- Work request: Check each line of the entries. Copy the ones that contain the string "Option".
━━━ Stored data ━━━
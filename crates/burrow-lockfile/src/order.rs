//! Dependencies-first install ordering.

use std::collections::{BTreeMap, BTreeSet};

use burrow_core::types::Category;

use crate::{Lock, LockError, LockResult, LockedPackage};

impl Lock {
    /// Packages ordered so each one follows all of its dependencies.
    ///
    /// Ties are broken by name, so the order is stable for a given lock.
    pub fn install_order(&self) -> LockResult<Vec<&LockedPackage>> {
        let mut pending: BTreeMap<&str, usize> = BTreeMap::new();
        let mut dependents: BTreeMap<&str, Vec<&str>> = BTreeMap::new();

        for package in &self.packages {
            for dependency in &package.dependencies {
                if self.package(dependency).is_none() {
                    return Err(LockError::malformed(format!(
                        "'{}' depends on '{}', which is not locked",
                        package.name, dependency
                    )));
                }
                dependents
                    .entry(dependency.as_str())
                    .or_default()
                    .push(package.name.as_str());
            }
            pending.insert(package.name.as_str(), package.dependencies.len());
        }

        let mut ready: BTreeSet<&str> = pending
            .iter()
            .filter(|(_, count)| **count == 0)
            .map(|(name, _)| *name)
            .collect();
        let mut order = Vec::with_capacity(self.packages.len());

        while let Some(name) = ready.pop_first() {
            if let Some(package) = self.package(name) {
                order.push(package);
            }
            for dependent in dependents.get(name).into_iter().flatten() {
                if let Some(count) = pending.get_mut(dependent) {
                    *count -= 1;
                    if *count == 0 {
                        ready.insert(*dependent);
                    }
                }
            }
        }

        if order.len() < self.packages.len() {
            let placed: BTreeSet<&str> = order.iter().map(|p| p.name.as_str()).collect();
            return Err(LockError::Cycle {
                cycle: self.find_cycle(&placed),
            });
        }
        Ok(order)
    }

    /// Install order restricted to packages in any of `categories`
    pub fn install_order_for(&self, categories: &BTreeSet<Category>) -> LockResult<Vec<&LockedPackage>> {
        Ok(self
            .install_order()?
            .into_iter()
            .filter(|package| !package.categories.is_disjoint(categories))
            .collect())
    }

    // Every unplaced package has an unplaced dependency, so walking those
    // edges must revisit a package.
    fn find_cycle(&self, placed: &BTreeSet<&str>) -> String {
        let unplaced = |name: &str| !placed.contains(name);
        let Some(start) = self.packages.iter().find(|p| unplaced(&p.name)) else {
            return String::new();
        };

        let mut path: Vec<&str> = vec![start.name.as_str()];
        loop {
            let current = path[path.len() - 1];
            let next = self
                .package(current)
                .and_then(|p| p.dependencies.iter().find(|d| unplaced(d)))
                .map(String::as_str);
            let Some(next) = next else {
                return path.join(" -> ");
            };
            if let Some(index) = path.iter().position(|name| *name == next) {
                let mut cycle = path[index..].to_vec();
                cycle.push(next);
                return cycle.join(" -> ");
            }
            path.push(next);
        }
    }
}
━━━
━━━ Stored data ━━━
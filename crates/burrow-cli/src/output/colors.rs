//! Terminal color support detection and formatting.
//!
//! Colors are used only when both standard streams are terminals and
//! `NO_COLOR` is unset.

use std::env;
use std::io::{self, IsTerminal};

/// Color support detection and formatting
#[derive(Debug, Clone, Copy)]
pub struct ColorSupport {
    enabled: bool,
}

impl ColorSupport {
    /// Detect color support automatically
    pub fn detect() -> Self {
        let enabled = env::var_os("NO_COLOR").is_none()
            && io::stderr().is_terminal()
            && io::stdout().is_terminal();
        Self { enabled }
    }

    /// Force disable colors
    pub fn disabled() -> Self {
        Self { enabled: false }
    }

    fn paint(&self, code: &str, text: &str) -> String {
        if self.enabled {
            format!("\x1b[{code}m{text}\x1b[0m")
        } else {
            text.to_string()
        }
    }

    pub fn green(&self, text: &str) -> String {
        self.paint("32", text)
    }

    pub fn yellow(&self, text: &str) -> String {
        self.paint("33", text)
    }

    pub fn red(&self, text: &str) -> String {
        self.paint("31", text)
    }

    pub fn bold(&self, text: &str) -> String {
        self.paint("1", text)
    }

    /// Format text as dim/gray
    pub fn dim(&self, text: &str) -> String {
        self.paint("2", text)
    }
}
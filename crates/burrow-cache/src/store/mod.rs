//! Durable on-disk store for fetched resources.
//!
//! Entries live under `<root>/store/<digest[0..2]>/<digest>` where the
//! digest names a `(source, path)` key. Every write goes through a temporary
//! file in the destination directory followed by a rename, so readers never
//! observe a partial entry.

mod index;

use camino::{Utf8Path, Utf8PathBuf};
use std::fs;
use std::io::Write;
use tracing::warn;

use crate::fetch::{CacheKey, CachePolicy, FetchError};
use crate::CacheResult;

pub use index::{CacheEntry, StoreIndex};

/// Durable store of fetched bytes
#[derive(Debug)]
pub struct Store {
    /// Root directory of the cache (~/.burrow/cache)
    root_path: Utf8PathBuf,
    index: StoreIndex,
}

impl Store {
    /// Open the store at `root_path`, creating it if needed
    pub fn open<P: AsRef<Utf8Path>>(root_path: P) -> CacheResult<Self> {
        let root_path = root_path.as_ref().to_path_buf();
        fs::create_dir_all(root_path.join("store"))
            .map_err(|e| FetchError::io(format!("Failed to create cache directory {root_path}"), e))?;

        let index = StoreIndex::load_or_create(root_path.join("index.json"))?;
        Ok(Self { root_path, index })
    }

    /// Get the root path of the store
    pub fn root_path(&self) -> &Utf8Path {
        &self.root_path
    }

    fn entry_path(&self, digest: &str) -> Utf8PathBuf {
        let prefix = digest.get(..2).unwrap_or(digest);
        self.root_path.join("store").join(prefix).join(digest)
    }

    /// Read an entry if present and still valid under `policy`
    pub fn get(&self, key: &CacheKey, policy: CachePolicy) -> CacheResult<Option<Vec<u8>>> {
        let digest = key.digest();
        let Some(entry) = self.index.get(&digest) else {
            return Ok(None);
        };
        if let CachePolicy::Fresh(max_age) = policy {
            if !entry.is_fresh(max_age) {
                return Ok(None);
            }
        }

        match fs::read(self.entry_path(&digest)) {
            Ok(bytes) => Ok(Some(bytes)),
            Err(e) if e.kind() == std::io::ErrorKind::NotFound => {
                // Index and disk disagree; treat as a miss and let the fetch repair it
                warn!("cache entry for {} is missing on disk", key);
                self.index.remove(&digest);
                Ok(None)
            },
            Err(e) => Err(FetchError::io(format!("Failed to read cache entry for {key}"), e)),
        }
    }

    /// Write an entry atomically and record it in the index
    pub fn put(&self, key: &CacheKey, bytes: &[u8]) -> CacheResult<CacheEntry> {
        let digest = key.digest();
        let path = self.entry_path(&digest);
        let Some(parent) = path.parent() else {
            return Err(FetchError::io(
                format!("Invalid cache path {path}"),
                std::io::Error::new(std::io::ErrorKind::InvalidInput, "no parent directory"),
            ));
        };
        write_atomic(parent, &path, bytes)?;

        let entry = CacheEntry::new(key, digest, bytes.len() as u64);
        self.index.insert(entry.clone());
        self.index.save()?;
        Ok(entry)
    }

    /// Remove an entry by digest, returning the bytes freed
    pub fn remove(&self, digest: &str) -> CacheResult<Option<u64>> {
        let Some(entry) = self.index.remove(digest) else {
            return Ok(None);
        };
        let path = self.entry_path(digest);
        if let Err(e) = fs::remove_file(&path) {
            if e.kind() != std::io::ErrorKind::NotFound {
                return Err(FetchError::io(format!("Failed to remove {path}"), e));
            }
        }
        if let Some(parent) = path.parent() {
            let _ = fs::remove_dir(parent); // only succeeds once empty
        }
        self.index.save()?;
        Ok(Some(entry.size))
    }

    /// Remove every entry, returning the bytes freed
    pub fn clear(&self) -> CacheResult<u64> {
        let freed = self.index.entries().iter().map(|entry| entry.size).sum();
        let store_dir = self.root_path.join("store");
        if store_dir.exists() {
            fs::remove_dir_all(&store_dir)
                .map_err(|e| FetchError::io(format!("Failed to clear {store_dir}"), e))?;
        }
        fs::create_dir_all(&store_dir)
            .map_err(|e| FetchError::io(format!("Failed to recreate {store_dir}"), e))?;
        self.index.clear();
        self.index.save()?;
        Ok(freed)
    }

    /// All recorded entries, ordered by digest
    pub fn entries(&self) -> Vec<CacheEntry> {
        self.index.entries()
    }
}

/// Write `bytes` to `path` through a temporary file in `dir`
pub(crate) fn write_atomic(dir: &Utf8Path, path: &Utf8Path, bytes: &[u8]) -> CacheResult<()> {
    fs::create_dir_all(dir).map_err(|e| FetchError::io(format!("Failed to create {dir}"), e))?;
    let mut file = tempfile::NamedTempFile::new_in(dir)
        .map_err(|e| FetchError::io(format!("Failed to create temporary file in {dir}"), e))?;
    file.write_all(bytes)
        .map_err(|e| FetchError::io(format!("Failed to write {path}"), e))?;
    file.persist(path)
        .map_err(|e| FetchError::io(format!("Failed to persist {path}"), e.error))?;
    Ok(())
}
━━━
- Answer below:
    pub fn get(&self, key: &CacheKey, policy: CachePolicy) -> CacheResult<Option<Vec<u8>>> {
    pub fn remove(&self, digest: &str) -> CacheResult<Option<u64>> {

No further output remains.